I tried to think of the last time I got caught up in the energy of an event without wondering about how it would affect the outcome of my race. My romantic memories of triathlon as a teenager didn’t seem as romantic when I compared them to my memories of the sport today. I was annoyed at myself and frantically searched the Internet for races to do. I felt like I was 18 again.
I found two races in California that I could enter, and I slipped onto the website and paid for my entry. I wanted no fanfare or special treatment; I was simply going to go and have fun in the same way I did as a kid. Swim, bike and run as hard as I could early on a weekend morning and enjoy everything that is triathlon.
I turned up at a race in Huntington Beach, Calif., and the following day at the oldest triathlon race series in the world: Bonelli Park in L.A. A back-to-back weekend of racing, just like I would have done years ago. My motivation was old-school: just have fun and hurt myself and enjoy the people who were here to do the same thing.
It was your typical community triathlon weekend: great atmosphere, good energy, simpler staging. I was stoked to see the same good-time feel that has always been a part of triathlon. It was a surreal, awesome experience, and in my mind I checked it off again: This sport isn’t in danger of going anywhere. The people are its biggest asset, and it is still as addictive as ever. I took my time to roll down to the swim start with everyone else and just soak up the energy. I racked my bike in the middle of the transition area next to a couple of beach cruisers and on a rack with three first-time triathletes. It made for an awesome transition picture. It was seriously cool, and I could not get the smile off my face from the minute the gun went off until I crossed the line. It was awesome.
I spent my time after the race hanging out with many of the first-timers who raced and I listened to their stories. There was no talk of drafting calls or aero helmets, no mention of power numbers or compression garments. It was the old, simple stuff of how tough the run was and how great the course was in their local town. It was unbelievably refreshing.
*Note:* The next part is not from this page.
pub mod chunk_handlers;
pub mod file_handlers;
pub mod health_handlers;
I have not enjoyed a triathlon series like that in years.
For many of us who have been doing triathlon a long time, we can sometimes neglect these races and justify that decision around the basis of “I am training for something bigger.” I honestly don’t think there is anything much “bigger” than these races. No Ironman, no marquee race I have done will truly match the enthusiasm and the energy of a local community triathlon. It is amazing to feel that again, and you can only connect and find that in races like this. They are the soul of the sport, and the race directors who continue to put on races in their local towns should be applauded.
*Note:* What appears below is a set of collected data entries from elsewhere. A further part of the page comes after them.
//! src/services/file_assembler.rs
//!
//! FileAssembler — turns the chunks of one upload into a single cataloged file.
//!
//! A merge walks the session through `Pending -> Assembling -> Complete | Failed`:
//! 1. Short-circuit if the identifier is already cataloged as a content hash.
//! 2. Reset the target file under `files_root`.
//! 3. Append chunks `1..=total_chunks` strictly in order.
//! 4. Re-hash the assembled file and compare it against the identifier.
//! 5. Register the file in the catalog.
//!
//! Failed merges leave the partially written target on disk; the next attempt
//! resets it in step 2. At most one merge runs per identifier at a time, and
//! callers that queued behind it get its record through the short-circuit.

use crate::{
    models::{chunk::ChunkDescriptor, file_record::FileRecord},
    services::{
        chunk_store::{ChunkStore, ensure_identifier_safe},
        error::{StorageError, StorageResult},
        file_catalog::FileCatalog,
        hasher::ContentHasher,
    },
};
use lru::LruCache;
use serde::Serialize;
use std::{
    collections::HashMap,
    io::ErrorKind,
    num::NonZeroUsize,
    path::{Path, PathBuf},
    sync::{Arc, Mutex as StdMutex, MutexGuard, PoisonError},
};
use tokio::{
    fs::{self, File},
    io::AsyncWriteExt,
    sync::{Mutex, OwnedMutexGuard},
};
use tracing::{debug, info, warn};
use uuid::Uuid;

/// How many failure reasons are remembered before the oldest is forgotten.
const TRACKED_FAILURES: usize = 1024;

/// Longest file name most filesystems accept.
const MAX_FILE_NAME_LEN: usize = 255;

/// Observable state of one upload session.
#[derive(Debug, Clone, PartialEq, Eq, Serialize)]
#[serde(tag = "state", rename_all = "snake_case")]
pub enum MergeState {
    /// No record yet; chunks may still be arriving.
    Pending,
    /// A merge is running or queued for this identifier.
    Assembling,
    /// The content is cataloged.
    Complete { file_id: Uuid },
    /// The last merge attempt failed and nothing was registered.
    Failed { reason: String },
}

#[derive(Clone)]
pub struct FileAssembler {
    inner: Arc<AssemblerInner>,
}

struct AssemblerInner {
    chunks: ChunkStore,
    catalog: FileCatalog,

    /// Base directory for assembled files.
    files_root: PathBuf,

    /// Delete an upload's chunks once its merge succeeds.
    reclaim_chunks: bool,

    /// One slot per identifier with a merge running or waiting.
    leases: StdMutex<HashMap<String, LeaseSlot>>,

    /// Reason of the last failed merge, for the most recent identifiers.
    failures: StdMutex<LruCache<String, String>>,
}

struct LeaseSlot {
    mutex: Arc<Mutex<()>>,
    /// Holders plus waiters. The slot is removed when this reaches zero.
    users: usize,
}

impl FileAssembler {
    pub fn new(
        chunks: ChunkStore,
        catalog: FileCatalog,
        files_root: impl Into<PathBuf>,
        reclaim_chunks: bool,
    ) -> Self {
        Self::with_failure_capacity(chunks, catalog, files_root, reclaim_chunks, TRACKED_FAILURES)
    }

    fn with_failure_capacity(
        chunks: ChunkStore,
        catalog: FileCatalog,
        files_root: impl Into<PathBuf>,
        reclaim_chunks: bool,
        failure_capacity: usize,
    ) -> Self {
        let failure_capacity = NonZeroUsize::new(failure_capacity).unwrap_or(NonZeroUsize::MIN);
        Self {
            inner: Arc::new(AssemblerInner {
                chunks,
                catalog,
                files_root: files_root.into(),
                reclaim_chunks,
                leases: StdMutex::new(HashMap::new()),
                failures: StdMutex::new(LruCache::new(failure_capacity)),
            }),
        }
    }

    pub fn files_root(&self) -> &Path {
        &self.inner.files_root
    }

    /// `files_root/{identifier}`, plus `.{extension}` when the original name has one.
    pub fn target_path(&self, descriptor: &ChunkDescriptor) -> PathBuf {
        let name = match descriptor.extension() {
            Some(ext) => format!("{}.{}", descriptor.identifier, ext),
            None => descriptor.identifier.clone(),
        };
        self.inner.files_root.join(name)
    }

    /// Assemble, verify and register the upload named by `descriptor.identifier`.
    ///
    /// The identifier doubles as the expected MD5 of the assembled bytes. If that
    /// hash is already cataloged the existing record is returned without touching
    /// any chunk.
    pub async fn merge_chunks(&self, descriptor: &ChunkDescriptor) -> StorageResult<FileRecord> {
        let identifier = descriptor.identifier.as_str();
        ensure_identifier_safe(identifier)?;
        ensure_target_name_usable(descriptor)?;

        if let Some(record) = self.existing(identifier).await? {
            debug!(identifier, id = %record.id, "content already cataloged, skipping merge");
            return Ok(record);
        }
        if descriptor.total_chunks == 0 {
            return Err(StorageError::InvalidDescriptor(
                "an upload has at least one chunk".into(),
            ));
        }

        let _lease = self.acquire_lease(identifier).await;
        if let Some(record) = self.existing(identifier).await? {
            debug!(identifier, id = %record.id, "merge finished by a concurrent caller");
            return Ok(record);
        }

        lock(&self.inner.failures).pop(identifier);
        let result = self.assemble(descriptor).await;
        if let Err(err) = &result {
            lock(&self.inner.failures).put(identifier.to_string(), err.to_string());
        }
        result
    }

    /// Where the upload named by `identifier` currently stands.
    pub async fn state(&self, identifier: &str) -> StorageResult<MergeState> {
        ensure_identifier_safe(identifier)?;
        if let Some(record) = self.existing(identifier).await? {
            return Ok(MergeState::Complete { file_id: record.id });
        }
        let held = lock(&self.inner.leases)
            .get(identifier)
            .is_some_and(|slot| slot.mutex.try_lock().is_err());
        if held {
            return Ok(MergeState::Assembling);
        }
        if let Some(reason) = lock(&self.inner.failures).peek(identifier).cloned() {
            return Ok(MergeState::Failed { reason });
        }
        Ok(MergeState::Pending)
    }

    async fn existing(&self, hash: &str) -> StorageResult<Option<FileRecord>> {
        match self.inner.catalog.find_by_hash(hash).await {
            Ok(record) => Ok(Some(record)),
            Err(StorageError::RecordNotFound(_)) => Ok(None),
            Err(err) => Err(err),
        }
    }

    async fn assemble(&self, descriptor: &ChunkDescriptor) -> StorageResult<FileRecord> {
        let identifier = descriptor.identifier.as_str();
        let target = self.target_path(descriptor);
        info!(
            identifier,
            total_chunks = descriptor.total_chunks,
            target = %target.display(),
            "merging chunks"
        );

        fs::create_dir_all(&self.inner.files_root).await?;
        if self.inner.catalog.reclaim_path(&target).await {
            debug!(identifier, "target was queued for deletion, kept for reuse");
        }
        match fs::remove_file(&target).await {
            Ok(_) => debug!("reset previous output {}", target.display()),
            Err(err) if err.kind() == ErrorKind::NotFound => {}
            Err(err) => return Err(StorageError::Io(err)),
        }

        let mut output = File::create(&target).await?;
        let mut size_bytes: u64 = 0;
        for chunk_number in 1..=descriptor.total_chunks {
            let mut chunk = self.inner.chunks.read(identifier, chunk_number).await?;
            let copied = tokio::io::copy(&mut chunk, &mut output).await?;
            output.flush().await?;
            size_bytes += copied;
            debug!(identifier, chunk_number, bytes = copied, "appended chunk");
        }
        output.sync_all().await?;
        drop(output);

        let actual = ContentHasher::hash_file(&target).await?;
        if actual != identifier {
            warn!(
                identifier,
                actual = %actual,
                target = %target.display(),
                "assembled file failed integrity check"
            );
            return Err(StorageError::IntegrityMismatch {
                expected: identifier.to_string(),
                actual,
            });
        }

        let record = match self.inner.catalog.register(&target, identifier).await {
            Ok(record) => record,
            Err(StorageError::DuplicateContent(_)) => {
                debug!(identifier, "registration lost to another writer, returning its record");
                self.inner.catalog.find_by_hash(identifier).await?
            }
            Err(err) => return Err(err),
        };

        if self.inner.reclaim_chunks {
            if let Err(err) = self.inner.chunks.remove_session(identifier).await {
                warn!(identifier, error = %err, "failed to reclaim chunks after merge");
            }
        }

        info!(identifier, id = %record.id, size_bytes, "merge complete");
        Ok(record)
    }

    async fn acquire_lease(&self, identifier: &str) -> MergeLease {
        let mutex = {
            let mut leases = lock(&self.inner.leases);
            let slot = leases
                .entry(identifier.to_string())
                .or_insert_with(|| LeaseSlot {
                    mutex: Arc::default(),
                    users: 0,
                });
            slot.users += 1;
            Arc::clone(&slot.mutex)
        };
        // Registered before waiting so a cancelled waiter still releases its slot.
        let mut lease = MergeLease {
            inner: Arc::clone(&self.inner),
            identifier: identifier.to_string(),
            guard: None,
        };
        lease.guard = Some(mutex.lock_owned().await);
        lease
    }
}

/// Exclusive right to merge one identifier, or a place in line for it. The
/// map entry is dropped with the last holder or waiter.
struct MergeLease {
    inner: Arc<AssemblerInner>,
    identifier: String,
    guard: Option<OwnedMutexGuard<()>>,
}

impl Drop for MergeLease {
    fn drop(&mut self) {
        self.guard.take();
        let mut leases = lock(&self.inner.leases);
        if let Some(slot) = leases.get_mut(&self.identifier) {
            slot.users -= 1;
            if slot.users == 0 {
                leases.remove(&self.identifier);
            }
        }
    }
}

/// The assembled file is named `{identifier}.{extension}`; refuse extensions
/// that cannot appear in such a name.
fn ensure_target_name_usable(descriptor: &ChunkDescriptor) -> StorageResult<()> {
    let Some(extension) = descriptor.extension() else {
        return Ok(());
    };
    let too_long = descriptor.identifier.len() + 1 + extension.len() > MAX_FILE_NAME_LEN;
    if too_long || extension.chars().any(char::is_control) {
        return Err(StorageError::InvalidDescriptor(format!(
            "unusable file extension in `{}`",
            descriptor.filename.escape_debug()
        )));
    }
    Ok(())
}

fn lock<T>(mutex: &StdMutex<T>) -> MutexGuard<'_, T> {
    mutex.lock().unwrap_or_else(PoisonError::into_inner)
}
This sport is only going to get bigger. I got that right more than 20 years ago. To everyone I met in California, it was awesome to share the course with you all.
I am sure if I continue to accumulate good friendships with the people in this sport in the same way I have thus far, that 50th birthday celebration will be one not to miss.
Chris “Macca” McCormack has more than 200 race wins to his credit and is widely considered one of the best athletes the sport has ever seen. His 2013 season will include another Kona bid.